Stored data
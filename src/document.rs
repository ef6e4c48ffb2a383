//! External document representation (§3).

use hashbrown::HashMap;
use serde::{Deserialize, Serialize};

/// Field names reserved by the engine; a settings definition may not
/// redefine them (§4.9, §6).
pub const RESERVED_FIELDS: [&str; 4] = ["id", "type", "lastmodified", "version"];

pub fn is_reserved(name: &str) -> bool {
    RESERVED_FIELDS.iter().any(|f| f.eq_ignore_ascii_case(name))
}

/// A document as submitted by a caller, before it is routed through the
/// write pipeline's per-index template.
#[derive(Debug, Clone, Serialize, Deserialize)]
pub struct Document {
    pub id: String,
    pub index_name: String,
    pub version: i32,
    pub fields: HashMap<String, String>,
}

impl Document {
    pub fn new(id: impl Into<String>, index_name: impl Into<String>) -> Self {
        Self {
            id: id.into(),
            index_name: index_name.into(),
            version: 0,
            fields: HashMap::new(),
        }
    }

    pub fn with_field(mut self, name: impl Into<String>, value: impl Into<String>) -> Self {
        self.fields.insert(name.into(), value.into());
        self
    }
}
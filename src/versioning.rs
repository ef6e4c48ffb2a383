//! Versioning cache (C3).
//!
//! A per-`(index, id)` monotonic version counter with compare-and-swap,
//! backing optimistic concurrency for the write pipeline (C5). Write-through
//! in memory only; it is not a system-of-record — cold misses fall back to a
//! point query against the index itself.

use chrono::{DateTime, Utc};
use parking_lot::Mutex;
use std::sync::Arc;

use hashbrown::HashMap;

#[derive(Debug, Clone, Copy, PartialEq)]
pub struct VersionEntry {
    pub version: i32,
    pub last_update: DateTime<Utc>,
}

/// Key is `(index name, doc id)`, lowercased on the index component to match
/// the case-insensitive registry convention used elsewhere in the crate.
type Key = (String, String);

/// Concurrent, CAS-backed version cache.
///
/// A single `parking_lot`-guarded map is sufficient here since entries are
/// small and contention is per-key in practice.
#[derive(Default)]
pub struct VersioningCache {
    inner: Mutex<HashMap<Key, VersionEntry>>,
}

fn key(index: &str, id: &str) -> Key {
    (index.to_ascii_lowercase(), id.to_string())
}

impl VersioningCache {
    pub fn new() -> Arc<Self> {
        Arc::new(Self::default())
    }

    /// Total: returns `None` if never written, or cleared by a delete.
    pub fn get(&self, index: &str, id: &str) -> Option<VersionEntry> {
        self.inner.lock().get(&key(index, id)).copied()
    }

    /// Inserts a new entry. Returns `false` if an entry already exists.
    pub fn add(&self, index: &str, id: &str, version: i32) -> bool {
        let mut guard = self.inner.lock();
        let k = key(index, id);
        if guard.contains_key(&k) {
            return false;
        }
        guard.insert(
            k,
            VersionEntry {
                version,
                last_update: Utc::now(),
            },
        );
        true
    }

    /// Atomic compare-and-swap: succeeds only if the currently stored
    /// `(version, timestamp)` matches `(expected_version, expected_ts)`.
    pub fn update(
        &self,
        index: &str,
        id: &str,
        expected_version: i32,
        expected_ts: DateTime<Utc>,
        new_version: i32,
    ) -> bool {
        let mut guard = self.inner.lock();
        let k = key(index, id);
        match guard.get(&k) {
            Some(entry) if entry.version == expected_version && entry.last_update == expected_ts => {
                guard.insert(
                    k,
                    VersionEntry {
                        version: new_version,
                        last_update: Utc::now(),
                    },
                );
                true
            }
            _ => false,
        }
    }

    pub fn delete(&self, index: &str, id: &str) {
        self.inner.lock().remove(&key(index, id));
    }

    /// Clears every entry belonging to `index`. Used on index delete.
    pub fn clear_index(&self, index: &str) {
        let prefix = index.to_ascii_lowercase();
        self.inner.lock().retain(|(idx, _), _| idx != &prefix);
    }
}

#[cfg(test)]
mod tests {
    use super::*;

    #[test]
    fn add_then_add_again_fails() {
        let cache = VersioningCache::new();
        assert!(cache.add("orders", "x", 1));
        assert!(!cache.add("orders", "x", 1));
    }

    #[test]
    fn cas_succeeds_once_loser_gets_version_mismatch() {
        let cache = VersioningCache::new();
        cache.add("orders", "x", 1);
        let entry = cache.get("orders", "x").unwrap();

        let first = cache.update("orders", "x", entry.version, entry.last_update, 2);
        let second = cache.update("orders", "x", entry.version, entry.last_update, 2);

        assert!(first);
        assert!(!second);
        assert_eq!(cache.get("orders", "x").unwrap().version, 2);
    }

    #[test]
    fn delete_clears_entry() {
        let cache = VersioningCache::new();
        cache.add("orders", "x", 1);
        cache.delete("orders", "x");
        assert!(cache.get("orders", "x").is_none());
    }

    #[test]
    fn clear_index_only_drops_matching_index() {
        let cache = VersioningCache::new();
        cache.add("orders", "x", 1);
        cache.add("products", "y", 1);
        cache.clear_index("Orders");
        assert!(cache.get("orders", "x").is_none());
        assert!(cache.get("products", "y").is_some());
    }

    #[test]
    fn index_key_is_case_insensitive() {
        let cache = VersioningCache::new();
        cache.add("Orders", "x", 1);
        assert!(cache.get("orders", "x").is_some());
    }
}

■ WHAT TO DO
Go through the records. Copy each line where "Clone" appears.

■ RESPONSE TO THIS TASK
#[derive(Debug, Clone, Serialize, Deserialize)]
#[derive(Debug, Clone, Copy, PartialEq)]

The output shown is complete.